---- The data
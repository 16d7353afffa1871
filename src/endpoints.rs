//! The API endpoints URIs.
//!
//! For endpoints that take a parameter, e.g., '/api/accounts/{account_id}',
//! use [format_endpoint].

/// The route for reporting the status of the open book.
pub const BOOK: &str = "/api/book";

/// The route to list and create accounts.
pub const ACCOUNTS: &str = "/api/accounts";

/// The route to get, update or delete a single account.
pub const ACCOUNT: &str = "/api/accounts/{account_id}";

/// The route to list and create categories.
pub const CATEGORIES: &str = "/api/categories";

/// The route to get, update or delete a single category.
pub const CATEGORY: &str = "/api/categories/{category_id}";

/// The route to list and create transactions.
pub const TRANSACTIONS: &str = "/api/transactions";

/// The route to get, update or delete a single transaction.
pub const TRANSACTION: &str = "/api/transactions/{transaction_id}";

/// The route to convert an existing transaction into one half of a transfer.
pub const CONVERT_TRANSFER: &str = "/api/transactions/{transaction_id}/convert_transfer";

/// The route to list and create payees.
pub const PAYEES: &str = "/api/payees";

/// The route to get, update or delete a single payee.
pub const PAYEE: &str = "/api/payees/{payee_id}";

/// The route to re-run payee matching over every transaction.
pub const PAYEE_REMATCH_ALL: &str = "/api/payees/rematch";

/// The route to re-run matching for a single payee.
pub const PAYEE_REMATCH: &str = "/api/payees/{payee_id}/rematch";

/// The route to fetch the most recent transaction named after a payee.
pub const PAYEE_LATEST_TRANSACTION: &str = "/api/payees/{payee_id}/latest_transaction";

/// The route to list the raw payee strings a payee's rules match.
pub const PAYEE_MATCHES: &str = "/api/payees/{payee_id}/matches";

/// The route to list the raw payee strings a set of draft rules would match.
pub const PAYEE_PREVIEW_MATCHES: &str = "/api/payees/preview_matches";

/// The route to parse a statement file and preview the import.
pub const IMPORT_PREVIEW: &str = "/api/import/preview";

/// The route to commit a previewed import.
pub const IMPORT_COMMIT: &str = "/api/import/commit";

/// The route to create or replace an import profile.
pub const IMPORT_PROFILES: &str = "/api/import/profiles";

/// The route to list the import profiles saved for an account.
pub const IMPORT_PROFILES_FOR_ACCOUNT: &str = "/api/import/profiles/{account_id}";

/// The route to project forecasts for an account over a date window.
pub const FORECASTS: &str = "/api/forecasts";

/// The route to dismiss a single forecast occurrence.
pub const FORECAST_DISMISS: &str = "/api/forecasts/dismiss";

/// The route to clear the dismissals recorded for a payee.
pub const FORECAST_DISMISSALS: &str = "/api/forecasts/dismissals";

/// The route to count the active dismissals recorded for a payee.
pub const FORECAST_DISMISSAL_COUNT: &str = "/api/forecasts/dismissals/count";

/// Replace the parameter in `endpoint_path` with `id`.
///
/// A parameter is a string that starts with a left brace, followed by
/// lowercase letters or underscores, and ends with a right brace.
/// For example, in the endpoint path '/api/accounts/{account_id}',
/// '{account_id}' is the parameter.
///
/// This function assumes that an endpoint path only contains ASCII characters
/// and a single parameter.
///
/// If no parameter is found in `endpoint_path`, the function returns the
/// the original `endpoint_path`.
pub fn format_endpoint(endpoint_path: &str, id: i64) -> String {
    let mut param_start = None;
    let mut param_end = None;

    for (i, c) in endpoint_path.chars().enumerate() {
        if c == '{' {
            param_start = Some(i);
        } else if param_start.is_some() && c == '}' {
            param_end = Some(i + 1);
            break;
        }
    }

    let param_start = match param_start {
        Some(start) => start,
        None => return endpoint_path.to_string(),
    };

    let param_end = param_end.unwrap_or(endpoint_path.len());

    format!(
        "{}{}{}",
        &endpoint_path[..param_start],
        id,
        &endpoint_path[param_end..]
    )
}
--------
> About this exercise
Using the entries above, repeat only the lines from the one containing "pub const ACCOUNTS: &str" through the one containing "pub const CATEGORIES: &str", end lines included.

> Solved exercise
pub const ACCOUNTS: &str = "/api/accounts";

/// The route to get, update or delete a single account.
pub const ACCOUNT: &str = "/api/accounts/{account_id}";

/// The route to list and create categories.
pub const CATEGORIES: &str = "/api/categories";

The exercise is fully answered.